Since Portuguese law barred police from giving information about an ongoing investigation, local tabloids, translated and amplified by overseas reporters, filled the vacuum. One report, days after Madeleine's disappearance, claimed the police were 'within hours' of bringing the girl back safe and sound - a tale that so infuriated official spokesman Olegario de Sousa that he told me: 'The police are parents, too! Do they [the press] really think that if we knew where the girl was we wouldn't have gone and brought her home?'
Months later came a sudden, startling series of developments. DNA samples from the McCann flat and a car they'd rented weeks after the disappearance were reported to suggest Madeleine's body had been present in both. But a Portuguese police source cautioned The Observer that while tests on the samples, carried out at Britain's leading forensic lab, had shown a 'match' with Madeleine, the material was so degraded that only 15 of 20 DNA 'markers' could be compared. That, he said, and the possibility of 'contamination' meant that media suggestions that the toddler's body had been carried in the rental car were wildly speculative and almost certainly wrong.

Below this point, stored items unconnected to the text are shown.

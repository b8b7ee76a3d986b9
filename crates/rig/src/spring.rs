//! Closed-form damped spring for a single scalar.
//!
//! Each joint axis is a unit mass on a spring pulling toward a movable rest
//! position. Steps use the analytic solution of the damped harmonic
//! oscillator, so any frame delta is stable regardless of stiffness.

/// Stiffness of the base joint of every limb.
pub const STIFFNESS_LOW: f64 = 200.0;
/// Stiffness of the middle joint.
pub const STIFFNESS_VERY_LOW: f64 = 50.0;
/// Stiffness of the tip joint.
pub const STIFFNESS_TIP: f64 = STIFFNESS_VERY_LOW / 2.0;
/// Damping ratio shared by every joint: visibly bouncy but settles quickly.
pub const DAMPING_RATIO_LOW_BOUNCY: f64 = 0.75;

/// Smallest displacement considered visible, in logical units.
const MIN_VISIBLE_CHANGE: f64 = 1.0;
const VALUE_THRESHOLD: f64 = MIN_VISIBLE_CHANGE * 0.75;
const VELOCITY_THRESHOLD: f64 = VALUE_THRESHOLD * 62.5;

/// Per-joint stiffness tier, base stiffest.
#[derive(Debug, Clone, Copy, PartialEq, Eq)]
pub enum StiffnessTier {
    Base,
    Middle,
    Tip,
}

impl StiffnessTier {
    /// Tier for joint `index` of a limb; anything past the middle is a tip.
    pub fn for_joint(index: usize) -> Self {
        match index {
            0 => StiffnessTier::Base,
            1 => StiffnessTier::Middle,
            _ => StiffnessTier::Tip,
        }
    }

    pub fn stiffness(self) -> f64 {
        match self {
            StiffnessTier::Base => STIFFNESS_LOW,
            StiffnessTier::Middle => STIFFNESS_VERY_LOW,
            StiffnessTier::Tip => STIFFNESS_TIP,
        }
    }
}

/// Precomputed damped-spring step for one frame delta.
///
/// Maps displacement and velocity over `dt` with four coefficients, following
/// Ryan Juckett's closed form: `x' = pp*x + pv*v`, `v' = vp*x + vv*v`.
#[derive(Debug, Clone, Copy, PartialEq)]
pub struct Spring {
    pos_pos: f64,
    pos_vel: f64,
    vel_pos: f64,
    vel_vel: f64,
}

impl Spring {
    /// Coefficients for a step of `dt` seconds at angular frequency `omega`
    /// (`sqrt(stiffness)` for a unit mass) and damping ratio `zeta`.
    pub fn new(dt: f64, omega: f64, zeta: f64) -> Self {
        let zeta = zeta.max(0.0);
        if omega <= 0.0 {
            return Self {
                pos_pos: 1.0,
                pos_vel: 0.0,
                vel_pos: 0.0,
                vel_vel: 1.0,
            };
        }

        if zeta > 1.0 {
            let za = -omega * zeta;
            let zb = omega * (zeta * zeta - 1.0).sqrt();
            let (z1, z2) = (za - zb, za + zb);
            let e1 = (z1 * dt).exp();
            let e2 = (z2 * dt).exp();
            let inv_two_zb = 1.0 / (2.0 * zb);
            let e1_over = e1 * inv_two_zb;
            let e2_over = e2 * inv_two_zb;
            let z1e1_over = z1 * e1_over;
            let z2e2_over = z2 * e2_over;
            Self {
                pos_pos: e1_over * z2 - z2e2_over + e2,
                pos_vel: -e1_over + e2_over,
                vel_pos: (z1e1_over - z2e2_over + e2) * z2,
                vel_vel: -z1e1_over + z2e2_over,
            }
        } else if zeta == 1.0 {
            let exp_term = (-omega * dt).exp();
            let time_exp = dt * exp_term;
            let time_exp_freq = time_exp * omega;
            Self {
                pos_pos: time_exp_freq + exp_term,
                pos_vel: time_exp,
                vel_pos: -omega * time_exp_freq,
                vel_vel: -time_exp_freq + exp_term,
            }
        } else {
            let omega_zeta = omega * zeta;
            let alpha = omega * (1.0 - zeta * zeta).sqrt();
            let exp_term = (-omega_zeta * dt).exp();
            let (sin, cos) = (alpha * dt).sin_cos();
            let exp_sin = exp_term * sin;
            let exp_cos = exp_term * cos;
            let exp_omega_zeta_sin_over_alpha = exp_term * omega_zeta * sin / alpha;
            Self {
                pos_pos: exp_cos + exp_omega_zeta_sin_over_alpha,
                pos_vel: exp_sin / alpha,
                vel_pos: -exp_sin * alpha - omega_zeta * exp_omega_zeta_sin_over_alpha,
                vel_vel: exp_cos - exp_omega_zeta_sin_over_alpha,
            }
        }
    }

    /// New `(position, velocity)` after one step toward `target`.
    pub fn update(&self, pos: f64, vel: f64, target: f64) -> (f64, f64) {
        let x = pos - target;
        (
            x * self.pos_pos + vel * self.pos_vel + target,
            x * self.vel_pos + vel * self.vel_vel,
        )
    }
}

/// One scalar spring simulation.
#[derive(Debug, Clone, PartialEq)]
pub struct SpringAxis {
    value: f64,
    velocity: f64,
    target: f64,
    stiffness: f64,
    damping_ratio: f64,
    running: bool,
    /// Coefficients for the last frame delta seen.
    cached: Option<(f64, Spring)>,
}

impl SpringAxis {
    /// A spring resting at `value`.
    pub fn new(value: f64, stiffness: f64, damping_ratio: f64) -> Self {
        Self {
            value,
            velocity: 0.0,
            target: value,
            stiffness,
            damping_ratio,
            running: false,
            cached: None,
        }
    }

    pub fn value(&self) -> f64 {
        self.value
    }

    pub fn velocity(&self) -> f64 {
        self.velocity
    }

    pub fn target(&self) -> f64 {
        self.target
    }

    pub fn is_running(&self) -> bool {
        self.running
    }

    /// Moves the rest position; the value follows on later steps.
    pub fn animate_to(&mut self, target: f64) {
        self.target = target;
        if self.value != target || self.velocity != 0.0 {
            self.running = true;
        }
    }

    /// Places the value at `value`, stops motion and rests there.
    pub fn snap_to(&mut self, value: f64) {
        self.value = value;
        self.target = value;
        self.velocity = 0.0;
        self.running = false;
    }

    /// Advances by `dt` seconds. Returns true if the value changed.
    pub fn step(&mut self, dt: f64) -> bool {
        if !self.running || dt <= 0.0 {
            return false;
        }
        let spring = self.spring_for(dt);
        let before = self.value;
        let (value, velocity) = spring.update(self.value, self.velocity, self.target);
        self.value = value;
        self.velocity = velocity;
        if self.velocity.abs() < VELOCITY_THRESHOLD
            && (self.value - self.target).abs() < VALUE_THRESHOLD
        {
            self.value = self.target;
            self.velocity = 0.0;
            self.running = false;
        }
        self.value != before
    }

    fn spring_for(&mut self, dt: f64) -> Spring {
        match self.cached {
            Some((cached_dt, spring)) if cached_dt == dt => spring,
            _ => {
                let spring = Spring::new(dt, self.stiffness.sqrt(), self.damping_ratio);
                self.cached = Some((dt, spring));
                spring
            }
        }
    }
}
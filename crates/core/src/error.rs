//! Error types for the ocquarium core.

use thiserror::Error;

/// Errors produced by rig and surface operations.
#[derive(Debug, Error)]
pub enum RigError {
    /// The nominal pixel size was zero, negative or not finite.
    #[error("invalid size {0}: the nominal pixel size must be positive")]
    InvalidSize(f64),

    /// Width or height was zero, or the canvas exceeds the pixel ceiling.
    #[error("invalid dimensions: width and height must be non-zero and at most 67108864 pixels in total")]
    InvalidDimensions,

    /// The frame interval of a scene was zero.
    #[error("invalid frame interval: frames must advance by at least 1 ms")]
    InvalidFrameInterval,

    /// A color string could not be parsed.
    #[error("invalid color: {0}")]
    InvalidColor(String),

    /// Writing a snapshot failed.
    #[error("i/o error: {0}")]
    Io(String),
}
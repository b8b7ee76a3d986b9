//! One limb: three joints chained base to tip.
//!
//! The chain owns its joints by index. Joint 0 is always locked to the body;
//! joints 1 and 2 share a lock flag. Updates flow forward only: every pass
//! pushes `links[i].end()` into `links[i + 1]`, so a locked chain moves as one
//! rigid body within a single call while a free chain trails behind its base.

use glam::DVec2;
use ocquarium_core::{Path, Srgb, Surface, TaperedStroke};

use crate::link::SpringLink;
use crate::spring::StiffnessTier;

/// Joints per limb.
pub const JOINTS: usize = 3;

const DEBUG_PATH_COLOR: Srgb = Srgb::from_rgb8(0x33, 0x66, 0x99);
const DEBUG_CHORD_COLOR: Srgb = Srgb::from_rgb8(0xff, 0xff, 0x00);
const DEBUG_OFFSET_COLOR: Srgb = Srgb::from_rgb8(0x00, 0xcc, 0xff);
const DEBUG_MARKER_COLOR: Srgb = Srgb::from_rgb8(0xcc, 0xee, 0xff);
const DEBUG_LINE_WIDTH: f64 = 0.75;
const DEBUG_DASH: f64 = 2.0;
const DEBUG_MARKER_RADIUS: f64 = 2.0;

/// A three-joint spring chain with a render taper.
#[derive(Debug, Clone, PartialEq)]
pub struct ArmChain {
    links: [SpringLink; JOINTS],
    max_width: f64,
    min_width: f64,
}

impl ArmChain {
    /// Builds a limb at `origin` whose joints start at the running sum of `offsets`.
    pub fn new(origin: DVec2, offsets: [DVec2; JOINTS], max_width: f64, min_width: f64) -> Self {
        let mut start = origin;
        let links = std::array::from_fn(|i| {
            let link = SpringLink::new(StiffnessTier::for_joint(i), start, offsets[i]);
            start += offsets[i];
            link
        });
        let mut arm = Self {
            links,
            max_width,
            min_width,
        };
        arm.links[0].set_locked(true);
        arm
    }

    pub fn links(&self) -> &[SpringLink; JOINTS] {
        &self.links
    }

    /// `(min_width, max_width)` of the taper.
    pub fn widths(&self) -> (f64, f64) {
        (self.min_width, self.max_width)
    }

    /// Locks or frees joints 1 and 2 together; joint 0 stays locked.
    pub fn set_locked(&mut self, rigid: bool) {
        for link in &mut self.links[1..] {
            link.set_locked(rigid);
        }
    }

    pub fn is_locked(&self) -> bool {
        self.links[1].is_locked()
    }

    /// Teleports the base joint to `anchor` and propagates down the chain.
    pub fn set_anchor(&mut self, anchor: DVec2) {
        self.links[0].set_start(anchor);
        self.propagate();
    }

    /// One integration step for every joint followed by one forward pass.
    /// Returns true if any joint moved.
    pub fn advance(&mut self, dt: f64) -> bool {
        let mut moved = false;
        for link in &mut self.links {
            moved |= link.step(dt);
        }
        self.propagate();
        moved
    }

    pub fn is_at_rest(&self) -> bool {
        self.links.iter().all(SpringLink::is_at_rest)
    }

    fn propagate(&mut self) {
        for i in 0..JOINTS - 1 {
            let end = self.links[i].end();
            self.links[i + 1].animate_to(end);
        }
    }

    /// Two quadratic segments through all three joints with no slope break at
    /// the middle joint's midpoint.
    pub fn curve(&self) -> Path {
        let [a, b, c] = &self.links;
        Path::move_to(a.start())
            .quad_to(b.start(), b.mid())
            .quad_to(b.end(), c.end())
    }

    /// Strokes the limb thick at the base and thin at the tip.
    pub fn render(&self, surface: &mut dyn Surface, stroke: &dyn TaperedStroke, color: Srgb) {
        stroke.stroke(surface, &self.curve(), self.max_width, self.min_width, color);
    }

    /// Raw curve, joint offsets, chords between joints and joint markers.
    pub fn render_debug(&self, surface: &mut dyn Surface) {
        let [a, b, c] = &self.links;
        surface.stroke_path(&self.curve(), DEBUG_LINE_WIDTH, DEBUG_PATH_COLOR);
        surface.stroke_segments(
            &[(a.end(), b.start()), (b.end(), c.start())],
            DEBUG_LINE_WIDTH,
            DEBUG_CHORD_COLOR,
            Some(DEBUG_DASH),
        );
        surface.stroke_segments(
            &[(a.start(), a.end()), (b.start(), b.end()), (c.start(), c.end())],
            DEBUG_LINE_WIDTH,
            DEBUG_OFFSET_COLOR,
            None,
        );
        for p in [b.start(), c.start()] {
            surface.stroke_circle(p, DEBUG_MARKER_RADIUS, DEBUG_LINE_WIDTH, DEBUG_MARKER_COLOR);
        }
        for p in [a.start(), b.mid(), c.end()] {
            surface.fill_circle(p, DEBUG_MARKER_RADIUS, DEBUG_MARKER_COLOR);
        }
    }
}

#[cfg(test)]
mod tests {
    use super::*;

    const DT: f64 = 0.016;

    fn offsets() -> [DVec2; JOINTS] {
        [
            DVec2::new(5.0, 30.0),
            DVec2::new(-20.0, 50.0),
            DVec2::new(10.0, -30.0),
        ]
    }

    fn arm() -> ArmChain {
        ArmChain::new(DVec2::ZERO, offsets(), 14.0, 2.0)
    }

    fn assert_rigid(arm: &ArmChain) {
        let l = arm.links();
        for i in 0..JOINTS - 1 {
            assert!(
                (l[i + 1].start() - l[i].end()).length() < 1e-12,
                "joint {} not at end of joint {i}",
                i + 1
            );
        }
    }

    #[test]
    fn new_places_joints_at_running_offsets() {
        let a = ArmChain::new(DVec2::new(1.0, 1.0), offsets(), 14.0, 2.0);
        assert_eq!(a.links()[0].start(), DVec2::new(1.0, 1.0));
        assert_eq!(a.links()[1].start(), DVec2::new(6.0, 31.0));
        assert_eq!(a.links()[2].start(), DVec2::new(-14.0, 81.0));
        assert_rigid(&a);
    }

    #[test]
    fn base_is_locked_and_rest_is_free() {
        let a = arm();
        assert!(a.links()[0].is_locked());
        assert!(!a.is_locked());
        assert!(!a.links()[2].is_locked());
    }

    #[test]
    fn set_locked_never_unlocks_base() {
        let mut a = arm();
        a.set_locked(true);
        assert!(a.links().iter().all(SpringLink::is_locked));
        a.set_locked(false);
        assert!(a.links()[0].is_locked());
        assert!(!a.links()[1].is_locked() && !a.links()[2].is_locked());
    }

    #[test]
    fn locked_set_anchor_moves_whole_limb_rigidly() {
        let mut a = arm();
        a.set_locked(true);
        a.set_anchor(DVec2::new(200.0, 426.0));
        assert_eq!(a.links()[0].start(), DVec2::new(200.0, 426.0));
        assert_rigid(&a);
        let pose: Vec<DVec2> = a.links().iter().map(SpringLink::start).collect();
        for _ in 0..200 {
            assert!(!a.advance(DT));
        }
        let after: Vec<DVec2> = a.links().iter().map(SpringLink::start).collect();
        assert_eq!(pose, after);
    }

    #[test]
    fn free_set_anchor_moves_only_the_base_immediately() {
        let mut a = arm();
        let before = [a.links()[1].start(), a.links()[2].start()];
        a.set_anchor(DVec2::new(100.0, 0.0));
        assert_eq!(a.links()[0].start(), DVec2::new(100.0, 0.0));
        assert_eq!(a.links()[1].start(), before[0]);
        assert_eq!(a.links()[2].start(), before[1]);
        assert_eq!(a.links()[1].target(), a.links()[0].end());
    }

    #[test]
    fn free_limb_converges_back_to_rigid_pose() {
        let mut a = arm();
        a.set_anchor(DVec2::new(150.0, -80.0));
        let gap = |a: &ArmChain| {
            let l = a.links();
            (l[1].start() - l[0].end()).length() + (l[2].start() - l[1].end()).length()
        };
        let initial = gap(&a);
        let mut steps = 0;
        while !a.is_at_rest() && steps < 3000 {
            a.advance(DT);
            steps += 1;
            assert!(gap(&a) <= initial * 1.5, "chain diverged at step {steps}");
        }
        assert!(a.is_at_rest(), "limb never settled");
        assert_rigid(&a);
    }

    #[test]
    fn advance_on_rested_limb_reports_no_motion() {
        let mut a = arm();
        assert!(!a.advance(DT));
    }

    #[test]
    fn curve_passes_through_base_mid_and_tip() {
        let a = arm();
        let l = a.links();
        let path = a.curve();
        assert_eq!(path.start(), l[0].start());
        let q = path.quads();
        assert_eq!(q.len(), 2);
        assert_eq!(q[0].ctrl, l[1].start());
        assert_eq!(q[0].to, l[1].mid());
        assert_eq!(q[1].ctrl, l[1].end());
        assert_eq!(q[1].to, l[2].end());
    }

    #[test]
    fn curve_is_smooth_at_the_junction() {
        let a = arm();
        let q = a.curve().quads().to_vec();
        let incoming = (q[0].to - q[0].ctrl).normalize();
        let outgoing = (q[1].ctrl - q[0].to).normalize();
        assert!(incoming.dot(outgoing) > 1.0 - 1e-12);
    }

    #[test]
    fn widths_are_min_then_max() {
        assert_eq!(arm().widths(), (2.0, 14.0));
    }
}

Still, days later, Kate and her husband Gerry were again questioned and this time made arguidos - mainly, the source suggested, because of 'contradictions' in their and their friends' testimony about what had happened on 3 May.
A new, high-powered Portuguese police team was put in charge. The flat was searched again. Alibis were rechecked, mobile phone records pored over, and plans reportedly afoot to question further a range of people - including Murat and the McCanns, all of whom have strongly protested their innocence of any involvement. Yet with the local press suggesting that barring a breakthrough, the police will decide whether to 'archive' the case in the new year, the investigators appear left with three arguidos, no conclusive forensic proof against any of them, one missing girl, no body, and no sign of an immediate resolution of a heartbreaking mystery that continues to transfix people around the world.